When I was going into the fourth grade, we moved to the country and playing in my grandfather’s barn with my cousins became a constant. By then, my grandfather had stopped farming. Gone were the cows and horses— and the chickens. Left behind were the small, three-sided nesting boxes where the chickens would lay their eggs. The boxes remained intact. Some still had a bit of hay and a few stray chicken feathers here and there. Those nesting boxes intrigued me when I’d pass by. I could almost hear the chickens cackling and clucking in those small, closed-in, three-sided spaces. It looked like an apartment house inside that old barn.
As I grew older, the card catalog at the library with its many small drawers and the boxes holding mail at the post office infatuated me.
But the most captivating of all the small, closed-in spaces I’ve encountered remains the cubby holes inside my father’s desk.
I always loved his desk. Probably just because it was his. The desk is now inside my home. And inside one of the cubby holes sits two unopened packages of Noma Blue Outdoor Christmas Bulbs. Four bulbs in each package. A red price tag remains on each.
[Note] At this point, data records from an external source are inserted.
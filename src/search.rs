/// Text input used to filter the roster by name or ID
#[derive(Clone, Debug, Default)]
pub struct SearchBar {
    query: String,
}

impl SearchBar {
    pub const PLACEHOLDER: &'static str = "Search by name or ID";

    pub fn new() -> Self {
        Self::default()
    }

    /// Replaces the input value and returns it for the caller to report upward.
    ///
    /// Called on every change; nothing is debounced or rejected.
    pub fn input(&mut self, value: impl Into<String>) -> &str {
        self.query = value.into();
        &self.query
    }

    pub fn query(&self) -> &str {
        &self.query
    }
}
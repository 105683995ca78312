use crate::student::{Roster, Student};
use std::sync::Arc;

/// Checks whether a student matches a search query
///
/// The match is a case-insensitive substring test against the name or the
/// id; either one is enough. An empty query matches every student.
pub fn matches(student: &Student, query: &str) -> bool {
    let needle = query.to_lowercase();
    matches_lowered(student, &needle)
}

fn matches_lowered(student: &Student, needle: &str) -> bool {
    student.name.to_lowercase().contains(needle) || student.id.to_lowercase().contains(needle)
}

/// Computes the filtered view of a roster
///
/// Always works from the full roster, so successive queries never narrow
/// each other. The result keeps roster order and shares the same records.
///
/// # Arguments
/// * `roster` - The complete roster
/// * `query` - Raw text from the search bar
///
/// # Returns
/// * Clones of the matching `Arc`s, in roster order
pub fn filter_roster(roster: &[Arc<Student>], query: &str) -> Roster {
    let needle = query.to_lowercase();
    roster
        .iter()
        .filter(|student| matches_lowered(student, &needle))
        .cloned()
        .collect()
}
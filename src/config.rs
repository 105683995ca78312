use crate::graph::ChartOptions;
use std::path::PathBuf;
use std::time::Duration;

/// Endpoint the spreadsheet is posted to when nothing else is configured
pub const DEFAULT_ENDPOINT: &str = "http://localhost:5000/api/upload";

/// Directory exported charts are written to when nothing else is configured
pub const DEFAULT_EXPORT_DIR: &str = "exports";

/// Runtime configuration for the application
///
/// Built from command line arguments by the binary; tests construct it
/// directly.
#[derive(Clone, Debug)]
pub struct Config {
    /// URL receiving the multipart upload
    pub endpoint: String,

    /// Where exported PNG files are written
    pub export_dir: PathBuf,

    /// Size of rendered charts
    pub chart: ChartOptions,

    /// Request timeout; `None` waits indefinitely
    pub timeout: Option<Duration>,
}

impl Default for Config {
    fn default() -> Self {
        Self {
            endpoint: DEFAULT_ENDPOINT.to_string(),
            export_dir: PathBuf::from(DEFAULT_EXPORT_DIR),
            chart: ChartOptions::default(),
            timeout: None,
        }
    }
}
use crate::error::{StateError, UploadError};
use crate::filter;
use crate::student::{self, Roster, Student};
use log::{error, info, warn};

/// Token for one started upload
///
/// Only the ticket from the most recent `begin_upload` can change the
/// roster.
#[derive(Debug, Clone, Copy, PartialEq, Eq)]
pub struct UploadTicket {
    generation: u64,
}

impl UploadTicket {
    pub fn generation(&self) -> u64 {
        self.generation
    }
}

/// What `finish_upload` did with a response
#[derive(Debug, Clone, Copy, PartialEq, Eq)]
pub enum UploadOutcome {
    /// The roster was replaced with this many students
    Applied { students: usize },

    /// The upload failed; the roster was kept and the error recorded
    Failed,

    /// The response belonged to an older request and was dropped
    Stale,
}

/// Roster, filtered view and upload bookkeeping
///
/// All mutation goes through the transition methods. The filtered view is
/// always derived from the whole roster and shares its records.
#[derive(Debug, Default)]
pub struct AppState {
    roster: Roster,
    filtered: Roster,
    generation: u64,
    in_flight: bool,
    last_error: Option<String>,
}

impl AppState {
    pub fn new() -> Self {
        Self::default()
    }

    pub fn roster(&self) -> &Roster {
        &self.roster
    }

    pub fn filtered(&self) -> &Roster {
        &self.filtered
    }

    pub fn is_uploading(&self) -> bool {
        self.in_flight
    }

    pub fn last_error(&self) -> Option<&str> {
        self.last_error.as_deref()
    }

    pub fn generation(&self) -> u64 {
        self.generation
    }

    /// Starts an upload and hands out its ticket
    ///
    /// Refused while another upload is outstanding. Clears the previous
    /// error so the view reflects the new attempt.
    pub fn begin_upload(&mut self) -> Result<UploadTicket, StateError> {
        if self.in_flight {
            return Err(StateError::UploadInFlight);
        }
        self.generation += 1;
        self.in_flight = true;
        self.last_error = None;
        Ok(UploadTicket {
            generation: self.generation,
        })
    }

    /// Applies the result of an upload
    ///
    /// # Arguments
    /// * `ticket` - The ticket from `begin_upload`
    /// * `result` - Decoded students or the upload failure
    ///
    /// # Returns
    /// * `Stale` for a ticket that is not the latest; nothing changes
    /// * `Applied` after replacing the roster; the filtered view becomes the
    ///   whole roster
    /// * `Failed` after recording the error; the roster is untouched
    pub fn finish_upload(
        &mut self,
        ticket: UploadTicket,
        result: Result<Vec<Student>, UploadError>,
    ) -> UploadOutcome {
        if self.is_stale(ticket) {
            return UploadOutcome::Stale;
        }

        match result {
            Ok(students) => {
                let count = students.len();
                self.in_flight = false;
                self.roster = student::into_roster(students);
                self.filtered = self.roster.clone();
                info!("roster replaced with {} students", count);
                UploadOutcome::Applied { students: count }
            }
            Err(e) => self.fail_upload(ticket, &e),
        }
    }

    /// Records a failed upload without touching the roster
    pub fn fail_upload(&mut self, ticket: UploadTicket, e: &UploadError) -> UploadOutcome {
        if self.is_stale(ticket) {
            return UploadOutcome::Stale;
        }
        self.in_flight = false;
        error!("Error uploading file: {}", e);
        self.last_error = Some(e.to_string());
        UploadOutcome::Failed
    }

    fn is_stale(&self, ticket: UploadTicket) -> bool {
        if ticket.generation == self.generation {
            return false;
        }
        warn!(
            "dropping upload response {} (current request is {})",
            ticket.generation, self.generation
        );
        true
    }

    /// Recomputes the filtered view for a query
    pub fn apply_query(&mut self, query: &str) {
        self.filtered = filter::filter_roster(&self.roster, query);
    }
}
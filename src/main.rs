#![cfg(not(tarpaulin_include))]

use clap::Parser;
use score_graphs::{
    App, AppView, ChartOptions, Config, DEFAULT_ENDPOINT, DEFAULT_EXPORT_DIR, SearchBar,
    Student, UploadError, UploadOutcome, UploadTicket,
};
use std::io::{self, Write};
use std::path::PathBuf;
use std::time::Duration;
use tokio::io::{AsyncBufReadExt, BufReader};
use tokio::sync::mpsc;

type UploadResult = (UploadTicket, Result<Vec<Student>, UploadError>);

/// Upload a spreadsheet of student scores and chart each student
#[derive(Parser, Debug)]
#[command(name = "score-graphs", version)]
struct Cli {
    /// Upload endpoint receiving the spreadsheet
    #[arg(long, env = "SCORE_GRAPHS_ENDPOINT", default_value = DEFAULT_ENDPOINT)]
    endpoint: String,

    /// Directory exported PNG charts are written to
    #[arg(long, env = "SCORE_GRAPHS_EXPORT_DIR", default_value = DEFAULT_EXPORT_DIR)]
    export_dir: PathBuf,

    /// Chart width in pixels
    #[arg(long, default_value_t = 800, value_parser = clap::value_parser!(u32).range(1..))]
    width: u32,

    /// Chart height in pixels
    #[arg(long, default_value_t = 400, value_parser = clap::value_parser!(u32).range(1..))]
    height: u32,

    /// Request timeout in seconds (no timeout when omitted)
    #[arg(long)]
    timeout_secs: Option<u64>,

    /// Spreadsheet to select on startup
    #[arg(long)]
    file: Option<PathBuf>,

    /// Initial search query
    #[arg(long)]
    query: Option<String>,

    /// Upload, filter, export every visible chart and exit
    #[arg(long, requires = "file")]
    batch: bool,
}

impl Cli {
    fn config(&self) -> Config {
        Config {
            endpoint: self.endpoint.clone(),
            export_dir: self.export_dir.clone(),
            chart: ChartOptions {
                width: self.width,
                height: self.height,
            },
            timeout: self.timeout_secs.map(Duration::from_secs),
        }
    }
}

/// One line of user input
#[derive(Debug, PartialEq)]
enum Command {
    Select(PathBuf),
    Upload,
    Search(String),
    List,
    Export(String),
    ExportAll,
    Help,
    Quit,
    Unknown(String),
}

fn parse_command(line: &str) -> Command {
    let line = line.trim_end_matches(['\r', '\n']);
    let (word, rest) = match line.trim_start().split_once(' ') {
        Some((word, rest)) => (word, rest),
        None => (line.trim(), ""),
    };

    match word {
        "select" if !rest.trim().is_empty() => Command::Select(PathBuf::from(rest.trim())),
        "upload" => Command::Upload,
        // The rest of the line is the raw input value, spaces included
        "search" => Command::Search(rest.to_string()),
        "list" | "ls" => Command::List,
        "export" if !rest.trim().is_empty() => Command::Export(rest.trim().to_string()),
        "export-all" => Command::ExportAll,
        "help" | "?" => Command::Help,
        "quit" | "exit" | "q" => Command::Quit,
        _ => Command::Unknown(line.to_string()),
    }
}

const HELP: &str = "\
Commands:
  select <path>   choose the spreadsheet to upload
  upload          send the selected spreadsheet
  search [text]   filter by name or ID (empty shows everyone)
  list            show the visible students
  export <id>     save one visible chart as <name>_<id>.png
  export-all      save every visible chart
  help            show this message
  quit            leave";

fn print_view(view: &AppView) {
    println!("== {} ==", view.title);
    match &view.selected {
        Some(path) => println!("File: {}", path.display()),
        None => println!("File: (none selected)"),
    }
    if view.uploading {
        println!("Uploading...");
    }
    if let Some(error) = &view.error {
        println!("Upload failed: {}", error);
    }
    if view.query.is_empty() {
        println!("Search: ({})", SearchBar::PLACEHOLDER);
    } else {
        println!("Search: {:?}", view.query);
    }

    if view.graphs.is_empty() {
        println!("(no students)");
    }
    for graph in &view.graphs {
        let config = graph.config();
        let points: Vec<String> = config
            .labels
            .iter()
            .zip(&config.data)
            .map(|(label, score)| format!("{}: {}", label, score))
            .collect();
        println!("  {}  [{}]", graph.heading(), points.join(", "));
    }
}

fn prompt(app: &App) {
    let marker = if app.state().is_uploading() { "uploading" } else { "ok" };
    print!("({}) > ", marker);
    let _ = io::stdout().flush();
}

fn export_one(app: &App, id: &str) {
    let Some(graph) = app.view().graphs.into_iter().find(|graph| graph.key() == id) else {
        println!("No visible student with ID {}", id);
        return;
    };

    match graph.render(&app.config().chart).and_then(|chart| app.export(&chart)) {
        Ok(path) => println!("Saved {}", path.display()),
        Err(e) => println!("Export failed: {}", e),
    }
}

fn export_all(app: &App) -> Result<usize, score_graphs::ChartError> {
    let charts = app.render_charts()?;
    for chart in &charts {
        let path = app.export(chart)?;
        println!("Saved {}", path.display());
    }
    Ok(charts.len())
}

async fn run_interactive(mut app: App) -> Result<(), Box<dyn std::error::Error>> {
    let (tx, mut rx) = mpsc::unbounded_channel::<UploadResult>();
    let mut lines = BufReader::new(tokio::io::stdin()).lines();

    print_view(&app.view());
    println!("{}", HELP);
    prompt(&app);

    loop {
        tokio::select! {
            line = lines.next_line() => {
                let Some(line) = line? else { break };

                match parse_command(&line) {
                    Command::Select(path) => {
                        app.select_file(path);
                        print_view(&app.view());
                    }
                    Command::Upload => match app.start_upload().await {
                        Ok(pending) => {
                            println!("Uploading {}...", pending.file_name());
                            let tx = tx.clone();
                            tokio::spawn(async move {
                                let _ = tx.send(pending.send().await);
                            });
                        }
                        Err(e) => println!("Upload not started: {}", e),
                    },
                    Command::Search(query) => {
                        app.search(query);
                        print_view(&app.view());
                    }
                    Command::List => print_view(&app.view()),
                    Command::Export(id) => export_one(&app, &id),
                    Command::ExportAll => match export_all(&app) {
                        Ok(count) => println!("Exported {} charts", count),
                        Err(e) => println!("Export failed: {}", e),
                    },
                    Command::Help => println!("{}", HELP),
                    Command::Quit => break,
                    Command::Unknown(input) if input.trim().is_empty() => {}
                    Command::Unknown(input) => println!("Unknown command: {} (try help)", input),
                }
                prompt(&app);
            }
            Some((ticket, result)) = rx.recv() => {
                match app.finish_upload(ticket, result) {
                    UploadOutcome::Applied { students } => println!("\nLoaded {} students", students),
                    UploadOutcome::Failed => println!(),
                    UploadOutcome::Stale => continue,
                }
                print_view(&app.view());
                prompt(&app);
            }
        }
    }

    Ok(())
}

async fn run_batch(mut app: App, query: Option<String>) -> Result<(), Box<dyn std::error::Error>> {
    if let UploadOutcome::Failed = app.upload().await? {
        let message = app.state().last_error().unwrap_or("upload failed").to_string();
        return Err(message.into());
    }
    if let Some(query) = query {
        app.search(query);
    }

    print_view(&app.view());
    let count = export_all(&app)?;
    println!("Exported {} charts to {}", count, app.config().export_dir.display());
    Ok(())
}

#[tokio::main(flavor = "current_thread")]
async fn main() -> Result<(), Box<dyn std::error::Error>> {
    env_logger::Builder::from_env(env_logger::Env::default().default_filter_or("info")).init();

    let cli = Cli::parse();
    let mut app = App::new(cli.config())?;
    if let Some(file) = &cli.file {
        app.select_file(file.clone());
    }

    if cli.batch {
        return run_batch(app, cli.query).await;
    }

    if let Some(query) = cli.query {
        app.search(query);
    }
    run_interactive(app).await
}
Besides the price, the tags tell me my father bought the bulbs at a local hardware store.
I’ll never use them. I’ll never open them up. You see, my father loved Christmas. He loved blue Christmas lights. He was the one who meticulously placed the strings of Christmas lights on our Christmas trees over the years. He didn’t just string those lights. He took his time hiding any hint of the wires. All he ever wanted anyone to see were the beautiful, blue Christmas lights entwined about the branches.
My father would be happy those last two unopened packages of blue Christmas bulbs remain inside a cubby hole inside his desk. Right where he left them.
So many Christmases ago.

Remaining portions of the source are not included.